Flow solitons of supermolecular complex DEAE-dextran-MMA copolymer/small noncoding RNAs for epigenetic change from cancer to normal cells in TME

Abstract

DDMC (DEAE-dextran-MMA copolymer)/sncRNAs (a-miR-155, piR-30074, and miR-125b) complex completely cured mice with virus-induced sarcoma after cellular reprogramming treatment, transforming cancer cells into normal cells. Comparing the kinetics of the control with tumor growth inhibition (mm²) – which involves one intravenous injection or two – shows the same curvature and speed, so it is a soliton wave with a permanent shape and speed, and in the case of two intravenous injections, a faster soliton overcomes another without any change in shape.
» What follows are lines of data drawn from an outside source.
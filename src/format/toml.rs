use toml::Value;

use super::{line_at, utf8, Codec};
use crate::config::ConfigError;
use crate::node::{Mapping, Node};

/// TOML documents via the `toml` crate.
///
/// Datetimes are read as strings. TOML has no null, so trees holding null
/// values cannot be serialized.
#[derive(Debug, Clone, Copy, Default)]
pub struct TomlCodec;

impl Codec for TomlCodec {
    fn extensions(&self) -> &[&'static str] {
        &["toml"]
    }

    fn parse(&self, input: &[u8]) -> Result<Node, ConfigError> {
        let text = utf8(input)?;
        let table: toml::Table = toml::from_str(text).map_err(|e| {
            let line = e.span().map(|span| line_at(text, span.start));
            let err = ConfigError::parse_from(e.message().to_owned(), e);
            match line {
                Some(line) => err.at_line(line),
                None => err,
            }
        })?;
        Ok(from_table(table))
    }

    fn serialize(&self, root: &Mapping, pretty: bool) -> Result<Vec<u8>, ConfigError> {
        let encoded = if pretty {
            toml::to_string_pretty(root)
        } else {
            toml::to_string(root)
        };
        encoded
            .map(String::into_bytes)
            .map_err(|e| ConfigError::serialize(self.name(), e))
    }
}

fn from_table(table: toml::Table) -> Node {
    Node::Mapping(
        table
            .into_iter()
            .map(|(key, value)| (key, from_toml(value)))
            .collect(),
    )
}

fn from_toml(value: Value) -> Node {
    match value {
        Value::String(s) => Node::String(s),
        Value::Integer(i) => Node::Integer(i),
        Value::Float(f) => Node::Float(f),
        Value::Boolean(b) => Node::Bool(b),
        Value::Datetime(dt) => Node::String(dt.to_string()),
        Value::Array(items) => Node::Sequence(items.into_iter().map(from_toml).collect()),
        Value::Table(table) => from_table(table),
    }
}

#[cfg(test)]
mod tests {
    use super::*;
    use serde_json::json;

    #[test]
    fn test_parse_tables() {
        let node = TomlCodec
            .parse_str(
                r#"
                name = "svc"

                [server]
                host = "localhost"
                port = 8080
                "#,
            )
            .unwrap();
        assert_eq!(
            node,
            Node::from(json!({"name": "svc", "server": {"host": "localhost", "port": 8080}}))
        );
    }

    #[test]
    fn test_datetime_becomes_string() {
        let node = TomlCodec.parse_str("at = 1979-05-27T07:32:00Z\n").unwrap();
        assert_eq!(
            node.as_mapping().unwrap().get("at"),
            Some(&Node::from("1979-05-27T07:32:00Z"))
        );
    }

    #[test]
    fn test_parse_error_reports_line() {
        let err = TomlCodec.parse_str("a = 1\nb = @\n").unwrap_err();
        assert_eq!(err.location().and_then(|l| l.line), Some(2));
    }

    #[test]
    fn test_null_cannot_be_serialized() {
        let root: Mapping = [("gone".to_owned(), Node::Null)].into_iter().collect();
        assert!(matches!(
            TomlCodec.serialize(&root, true),
            Err(ConfigError::Serialize { .. })
        ));
    }

    #[test]
    fn test_round_trip() {
        let node = Node::from(json!({
            "title": "demo",
            "limits": {"max": 10, "ratio": 0.5},
            "hosts": ["a", "b"]
        }));
        let Node::Mapping(root) = node.clone() else {
            unreachable!()
        };
        let bytes = TomlCodec.serialize(&root, true).unwrap();
        assert_eq!(TomlCodec.parse(&bytes).unwrap(), node);
    }
}
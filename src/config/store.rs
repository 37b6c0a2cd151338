use std::collections::HashMap;
use std::iter::FusedIterator;
use std::path::PathBuf;

use serde::de::DeserializeOwned;
use tracing::{debug, trace};

use crate::format::{into_root, Codec};
use crate::node::{child_mapping, deep_merge, Mapping, Node};

use super::builder::{ConfigBuilder, Loaded};
use super::file::read_file;
use super::source::PathSpec;
use super::ConfigError;

/// Where the store's data came from.
#[derive(Debug, Clone, PartialEq)]
enum Origin {
    Memory,
    Text(String),
    Files(Vec<PathBuf>),
}

/// A configuration tree addressed by dotted keys.
///
/// Keys are mapping keys joined by `.`; `database.host` reads the `host` entry
/// of the `database` mapping. A key segment cannot itself contain a dot.
///
/// Resolved values are cached per key. [`has`](Self::has) fills the cache and
/// [`set`](Self::set) drops every entry at or below the key it writes, plus the
/// entries of its ancestors, so a read never returns a replaced value.
///
/// Reads take `&mut self` because they populate the cache. Share a store
/// between threads behind a lock.
#[derive(Debug, Clone)]
pub struct Config {
    data: Mapping,
    cache: HashMap<String, Node>,
    origin: Origin,
}

impl Config {
    /// Wraps an in-memory mapping.
    pub fn new(data: Mapping) -> Self {
        Self {
            data,
            cache: HashMap::new(),
            origin: Origin::Memory,
        }
    }

    /// Deep-merges `data` over `defaults`; values in `data` win.
    pub fn with_defaults(defaults: Mapping, data: Mapping) -> Self {
        let mut merged = defaults;
        deep_merge(&mut merged, data);
        Self::new(merged)
    }

    /// Creates a new loader.
    pub fn builder() -> ConfigBuilder {
        ConfigBuilder::new()
    }

    /// Loads and merges every file named by `paths`.
    ///
    /// ```no_run
    /// use dragon_cfg::Config;
    ///
    /// let config = Config::load(["config/app.yaml", "?config/local.yaml"])?;
    /// # Ok::<(), dragon_cfg::ConfigError>(())
    /// ```
    pub fn load(paths: impl Into<PathSpec>) -> Result<Self, ConfigError> {
        ConfigBuilder::new().with_paths(paths).build()
    }

    /// Parses a document held in memory with the given codec.
    pub fn parse(text: &str, codec: &dyn Codec) -> Result<Self, ConfigError> {
        let data = into_root(codec.parse_str(text)?)?;
        Ok(Self {
            data,
            cache: HashMap::new(),
            origin: Origin::Text(text.to_owned()),
        })
    }

    pub(crate) fn from_loaded(defaults: Mapping, loaded: Loaded) -> Self {
        let mut config = Self::with_defaults(defaults, loaded.data);
        config.origin = Origin::Files(loaded.files);
        config
    }

    /// Returns the value at `key`, or `None` if the path does not exist.
    ///
    /// A key present with a null value returns `Some(&Node::Null)`.
    pub fn get(&mut self, key: &str) -> Option<&Node> {
        if self.has(key) {
            self.cache.get(key)
        } else {
            None
        }
    }

    /// Returns the value at `key`, or `default` if the path does not exist.
    ///
    /// The default is never cached.
    pub fn get_or(&mut self, key: &str, default: impl Into<Node>) -> Node {
        match self.get(key) {
            Some(node) => node.clone(),
            None => default.into(),
        }
    }

    /// Deserializes the value at `key` into `T`.
    pub fn get_as<T: DeserializeOwned>(&mut self, key: &str) -> Result<Option<T>, ConfigError> {
        match self.get(key) {
            Some(node) => Ok(Some(serde_json::from_value(serde_json::to_value(node)?)?)),
            None => Ok(None),
        }
    }

    /// Deserializes the whole tree into `T`.
    pub fn try_deserialize<T: DeserializeOwned>(&self) -> Result<T, ConfigError> {
        Ok(serde_json::from_value(serde_json::to_value(&self.data)?)?)
    }

    /// Returns whether `key` resolves to a value, caching it when it does.
    pub fn has(&mut self, key: &str) -> bool {
        if self.cache.contains_key(key) {
            return true;
        }
        match lookup(&self.data, key) {
            Some(node) => {
                trace!(key, "caching config value");
                self.cache.insert(key.to_owned(), node.clone());
                true
            }
            None => false,
        }
    }

    /// Stores `value` at `key`, creating intermediate mappings as needed.
    ///
    /// A scalar sitting where an intermediate mapping is needed is replaced.
    pub fn set(&mut self, key: &str, value: impl Into<Node>) {
        let value = value.into();
        let segments: Vec<&str> = key.split('.').collect();
        let Some((last, parents)) = segments.split_last() else {
            return;
        };

        let mut target = &mut self.data;
        let mut prefix = String::with_capacity(key.len());
        for (i, segment) in parents.iter().enumerate() {
            if i > 0 {
                prefix.push('.');
            }
            prefix.push_str(segment);
            self.cache.remove(&prefix);
            target = child_mapping(target, segment);
        }

        let before = self.cache.len();
        self.cache.retain(|cached, _| !is_same_or_descendant(cached, key));
        trace!(key, dropped = before - self.cache.len(), "invalidated cached config values");

        target.insert((*last).to_owned(), value.clone());
        self.cache.insert(key.to_owned(), value);
    }

    /// Sets `key` to null. The key stays present: `has` still returns `true`.
    pub fn remove(&mut self, key: &str) {
        self.set(key, Node::Null);
    }

    /// The whole tree.
    pub fn all(&self) -> &Mapping {
        &self.data
    }

    /// Deep-merges `other` into this store and clears the cache.
    pub fn merge(&mut self, other: &Config) -> &mut Self {
        deep_merge(&mut self.data, other.data.clone());
        debug!(
            keys = other.data.len(),
            cached = self.cache.len(),
            "merged config, clearing cache"
        );
        self.cache.clear();
        self
    }

    /// Iterates over the top-level entries in insertion order.
    pub fn iter(&self) -> Entries<'_> {
        Entries {
            inner: self.data.iter(),
        }
    }

    pub fn len(&self) -> usize {
        self.data.len()
    }

    pub fn is_empty(&self) -> bool {
        self.data.is_empty()
    }

    /// Files merged into this store, in load order.
    pub fn files(&self) -> &[PathBuf] {
        match &self.origin {
            Origin::Files(files) => files,
            Origin::Memory | Origin::Text(_) => &[],
        }
    }

    /// The source the store was loaded from.
    ///
    /// Parsed text is returned as is. Loaded files are re-read and listed as
    /// `1. path` followed by the file contents.
    pub fn source_text(&self) -> Result<String, ConfigError> {
        match &self.origin {
            Origin::Memory => Ok(String::new()),
            Origin::Text(text) => Ok(text.clone()),
            Origin::Files(files) => {
                let mut out = String::new();
                for (i, path) in files.iter().enumerate() {
                    out.push_str(&format!("{}. {}\n", i + 1, path.display()));
                    out.push_str(&String::from_utf8_lossy(&read_file(path)?));
                    out.push('\n');
                }
                Ok(out)
            }
        }
    }
}

impl Default for Config {
    fn default() -> Self {
        Self::new(Mapping::new())
    }
}

impl From<Mapping> for Config {
    fn from(data: Mapping) -> Self {
        Self::new(data)
    }
}

/// Walks `data` along the segments of `key`.
fn lookup<'a>(data: &'a Mapping, key: &str) -> Option<&'a Node> {
    let mut segments = key.split('.');
    let mut node = data.get(segments.next()?)?;
    for segment in segments {
        node = node.as_mapping()?.get(segment)?;
    }
    Some(node)
}

/// True for `key` itself and keys below it, but not siblings sharing a prefix.
fn is_same_or_descendant(cached: &str, key: &str) -> bool {
    cached
        .strip_prefix(key)
        .is_some_and(|rest| rest.is_empty() || rest.starts_with('.'))
}

/// Iterator over a store's top-level entries, see [`Config::iter`].
#[derive(Debug, Clone)]
pub struct Entries<'a> {
    inner: indexmap::map::Iter<'a, String, Node>,
}

impl<'a> Iterator for Entries<'a> {
    type Item = (&'a str, &'a Node);

    fn next(&mut self) -> Option<Self::Item> {
        self.inner.next().map(|(key, value)| (key.as_str(), value))
    }

    fn size_hint(&self) -> (usize, Option<usize>) {
        self.inner.size_hint()
    }
}

impl ExactSizeIterator for Entries<'_> {}

impl FusedIterator for Entries<'_> {}

impl<'a> IntoIterator for &'a Config {
    type Item = (&'a str, &'a Node);
    type IntoIter = Entries<'a>;

    fn into_iter(self) -> Self::IntoIter {
        self.iter()
    }
}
The signal transduction for this drug delivery system (DDS) should be the Hill Sigmoid type following the nonlinear Schrodinger energy transfer model, the sine-Gordon soliton model for pulse and the Fisher–Kolmogorov soliton model for mass transfer. We found that the cellular output/entry response of DDMCs/sncRNAs is more dependent on the soliton signal not losing energy and shape without blocking communication. The soliton-induced endoplasmic reticulum-mitochondria Ca²⁺ fluxes in chromosomes in the nucleus create epigenetic modifications on the 5-position of cytosine (5mC) by Tet enzymes and thymine DNA glycosylase (TDG) as a global intracellular reaction. Quantum mechanical equations show that soliton flux can provide epigenetic control of Ca²⁺ fluxes using the “induced fit model” Hill equation.